The University of Maryland Medical Center says about 200,000 live births involve conjoined twins, of which between 40 and 60 percent are stillbirths and only 35 percent of twins survive longer than a day. The most common types of twins are connected to each other at the chest and abdomen, and the success of separation surgery depends on where the twins were joined. Doctors must determine which organs the twins share and plan the surgery before they are born. A twin can survive up to 75% of the time.
At the beginning of December 2018, five surgeons, ten doctors and fifteen nurses had the difficult task of separating two conjoined twins. More male twins were found to be connected in the womb than female twins, and females were three times more likely to be born alive than males. As a result, female siblings seem to have a better chance of survival than their male counterparts.
When the twin sisters were born with their stomachs bandaged, doctors were not sure if they would survive. Their parents were hopeless and could not afford the medical costs. Three days later, doctors said the twins had a better chance of living longer if they were separated. The twins were born at S. S. Hospital in Varanasi, India, and weighed a total of seven pounds.
At this point, the surgeon assured them that they would not have to pay a penny and that the hospital would cover all the costs. The parents agreed to confide their fears to hospital staff. The five long hours of challenging work ended with success.

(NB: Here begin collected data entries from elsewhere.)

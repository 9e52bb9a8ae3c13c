use std::fmt::Write as _;

use image::{DynamicImage, Rgba, RgbaImage};
use quick_xml::escape::escape;

use super::model::{Rack, RackProject};
use super::RackError;
use crate::services::image_convert::{self, OutputFormat};

const CSV_HEADER: [&str; 8] = [
    "Rack", "Component", "Type", "Model", "Position", "Size", "Top", "Notes",
];

pub fn to_csv(project: &RackProject) -> Result<String, RackError> {
    let csv_error = |err: csv::Error| RackError::Csv(err.to_string());
    let mut writer = csv::Writer::from_writer(Vec::new());
    writer.write_record(CSV_HEADER).map_err(csv_error)?;
    for rack in &project.racks {
        for component in rack.components_top_down() {
            let position = component.position.to_string();
            let size = component.size.to_string();
            let top = component.top().to_string();
            writer
                .write_record([
                    rack.name.as_str(),
                    component.name.as_str(),
                    component.kind.label(),
                    component.model.as_str(),
                    position.as_str(),
                    size.as_str(),
                    top.as_str(),
                    component.notes.as_str(),
                ])
                .map_err(csv_error)?;
        }
    }
    let bytes = writer
        .into_inner()
        .map_err(|err| RackError::Csv(err.to_string()))?;
    String::from_utf8(bytes).map_err(|err| RackError::Csv(err.to_string()))
}

/// HTML table that spreadsheet applications open as a workbook.
pub fn to_excel_html(project: &RackProject) -> String {
    let mut html = String::from(
        "<html xmlns:o=\"urn:schemas-microsoft-com:office:office\" \
         xmlns:x=\"urn:schemas-microsoft-com:office:excel\">\n\
         <head><meta charset=\"utf-8\"></head>\n<body>\n<table border=\"1\">\n<tr>",
    );
    for heading in CSV_HEADER {
        let _ = write!(html, "<th>{heading}</th>");
    }
    html.push_str("</tr>\n");
    for rack in &project.racks {
        for component in rack.components_top_down() {
            let _ = writeln!(
                html,
                "<tr><td>{}</td><td>{}</td><td>{}</td><td>{}</td><td>{}</td><td>{}</td><td>{}</td><td>{}</td></tr>",
                escape(&rack.name),
                escape(&component.name),
                component.kind.label(),
                escape(&component.model),
                component.position,
                component.size,
                component.top(),
                escape(&component.notes),
            );
        }
    }
    html.push_str("</table>\n</body>\n</html>\n");
    html
}

fn elevation_rows(rack: &Rack, html: &mut String) {
    let mut unit = rack.height;
    while unit >= 1 {
        match rack.component_at(unit) {
            Some(component) if component.top() == unit => {
                let _ = writeln!(
                    html,
                    "<tr><td class=\"u\">{unit}</td><td class=\"slot\" rowspan=\"{size}\" \
                     style=\"background:{color}\"><strong>{name}</strong> {model}</td></tr>",
                    size = component.size,
                    color = component.kind.css_color(),
                    name = escape(&component.name),
                    model = escape(&component.model),
                );
            }
            Some(_) => {
                let _ = writeln!(html, "<tr><td class=\"u\">{unit}</td></tr>");
            }
            None => {
                let _ = writeln!(
                    html,
                    "<tr><td class=\"u\">{unit}</td><td class=\"slot empty\"></td></tr>"
                );
            }
        }
        unit -= 1;
    }
}

/// Standalone document with one elevation table and parts list per rack.
pub fn to_printable_html(project: &RackProject) -> String {
    let mut html = String::from(
        "<!DOCTYPE html>\n<html>\n<head>\n<meta charset=\"utf-8\">\n<title>Rack plan</title>\n\
         <style>\n\
         body { font-family: sans-serif; }\n\
         .rack { page-break-after: always; }\n\
         table.elevation { border-collapse: collapse; width: 420px; }\n\
         table.elevation td { border: 1px solid #94a3b8; height: 18px; font-size: 11px; }\n\
         td.u { width: 32px; text-align: right; padding-right: 4px; color: #64748b; }\n\
         td.slot { padding-left: 6px; color: #fff; }\n\
         td.empty { background: #f8fafc; }\n\
         </style>\n</head>\n<body>\n",
    );
    for rack in &project.racks {
        let usage = rack.utilization();
        let _ = writeln!(
            html,
            "<section class=\"rack\">\n<h1>{}</h1>\n<p>{}U rack, {} of {}U used ({:.0}%)</p>",
            escape(&rack.name),
            rack.height,
            usage.used,
            usage.total,
            usage.percent(),
        );
        html.push_str("<table class=\"elevation\">\n");
        elevation_rows(rack, &mut html);
        html.push_str("</table>\n<ul>\n");
        for component in rack.components_top_down() {
            let _ = writeln!(
                html,
                "<li>U{}-{}: {} ({}) {}</li>",
                component.position,
                component.top(),
                escape(&component.name),
                component.kind.label(),
                escape(&component.notes),
            );
        }
        html.push_str("</ul>\n</section>\n");
    }
    html.push_str("</body>\n</html>\n");
    html
}

const UNIT_PX: u32 = 14;
const RACK_WIDTH_PX: u32 = 160;
const RAIL_PX: u32 = 10;
const MARGIN_PX: u32 = 20;

fn fill(image: &mut RgbaImage, x: u32, y: u32, width: u32, height: u32, color: Rgba<u8>) {
    let x_end = (x + width).min(image.width());
    let y_end = (y + height).min(image.height());
    for py in y..y_end {
        for px in x..x_end {
            image.put_pixel(px, py, color);
        }
    }
}

/// Front elevation of every rack side by side. Colours encode the
/// component type; no text is drawn.
pub fn to_png(project: &RackProject) -> Result<Vec<u8>, RackError> {
    let tallest = project.racks.iter().map(|rack| rack.height).max().unwrap_or(1);
    let columns = project.racks.len().max(1) as u32;
    let width = MARGIN_PX + columns * (RACK_WIDTH_PX + 2 * RAIL_PX + MARGIN_PX);
    let height = 2 * MARGIN_PX + tallest * UNIT_PX;

    let mut image = RgbaImage::from_pixel(width, height, Rgba([255, 255, 255, 255]));
    let frame = Rgba([30, 41, 59, 255]);
    let slot = Rgba([241, 245, 249, 255]);
    let divider = Rgba([203, 213, 225, 255]);

    for (index, rack) in project.racks.iter().enumerate() {
        let left = MARGIN_PX + index as u32 * (RACK_WIDTH_PX + 2 * RAIL_PX + MARGIN_PX);
        let top = MARGIN_PX + (tallest - rack.height) * UNIT_PX;
        let inner = left + RAIL_PX;

        fill(&mut image, left, top, RACK_WIDTH_PX + 2 * RAIL_PX, rack.height * UNIT_PX, frame);
        fill(&mut image, inner, top, RACK_WIDTH_PX, rack.height * UNIT_PX, slot);
        for unit in 1..rack.height {
            fill(&mut image, inner, top + unit * UNIT_PX, RACK_WIDTH_PX, 1, divider);
        }

        for component in &rack.components {
            let [r, g, b] = component.kind.rgb();
            let y = top + (rack.height - component.top()) * UNIT_PX;
            fill(
                &mut image,
                inner + 1,
                y + 1,
                RACK_WIDTH_PX - 2,
                component.size * UNIT_PX - 2,
                Rgba([r, g, b, 255]),
            );
        }
    }

    Ok(image_convert::encode(
        &DynamicImage::ImageRgba8(image),
        OutputFormat::Png,
        100,
    )?)
}

#[cfg(test)]
mod tests {
    use super::*;
    use crate::services::rack::{ComponentDraft, ComponentKind};

    fn project() -> RackProject {
        let mut project = RackProject::default();
        let rack = project.add_rack("Lab, \"east\"", 6).unwrap();
        project
            .add_component(&rack, ComponentDraft::new(ComponentKind::Server, "web <1>"), None)
            .unwrap();
        project
            .add_component(
                &rack,
                ComponentDraft::new(ComponentKind::Ups, "ups"),
                Some(1),
            )
            .unwrap();
        project
    }

    #[test]
    fn csv_quotes_fields() {
        let csv = to_csv(&project()).unwrap();
        let lines: Vec<&str> = csv.lines().collect();
        assert_eq!(lines[0], "Rack,Component,Type,Model,Position,Size,Top,Notes");
        assert_eq!(lines[1], "\"Lab, \"\"east\"\"\",web <1>,Server,,6,1,6,");
        assert_eq!(lines.len(), 3);
    }

    #[test]
    fn html_exports_escape_names() {
        let project = project();
        let excel = to_excel_html(&project);
        assert!(excel.contains("urn:schemas-microsoft-com:office:excel"));
        assert!(excel.contains("web &lt;1&gt;"));

        let printable = to_printable_html(&project);
        assert!(printable.contains("rowspan=\"2\""));
        assert!(printable.contains("3 of 6U used"));
        assert!(!printable.contains("<1>"));
    }

    #[test]
    fn png_has_one_column_per_rack() {
        let mut project = project();
        project.add_rack("Second", 12).unwrap();
        let png = to_png(&project).unwrap();
        let decoded = image::load_from_memory(&png).unwrap();
        assert_eq!(
            decoded.width(),
            MARGIN_PX + 2 * (RACK_WIDTH_PX + 2 * RAIL_PX + MARGIN_PX)
        );
        assert_eq!(decoded.height(), 2 * MARGIN_PX + 12 * UNIT_PX);
    }
}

On December 6th, doctors anaesthetized both girls simultaneously and then went in to separate the breastbones and livers. It was one of the rarest operations at our hospital, said Dr. Vaibhav Pandey, Assistant Professor of Pediatric Surgery at the Surgis Hospital. “It was a very rare operation and I am very lucky that both girls survived.” clam the doctor. Once the girls were ready, doctors planned to discharge them a few days later. Capturing a moment of joy, the medical team took a short celebratory photo.
It has also been reported that they were named after traditional rituals that are performed when they come home. This incredible story is an example of the dedication, love and care that families experience when they walk through the doors of a hospital.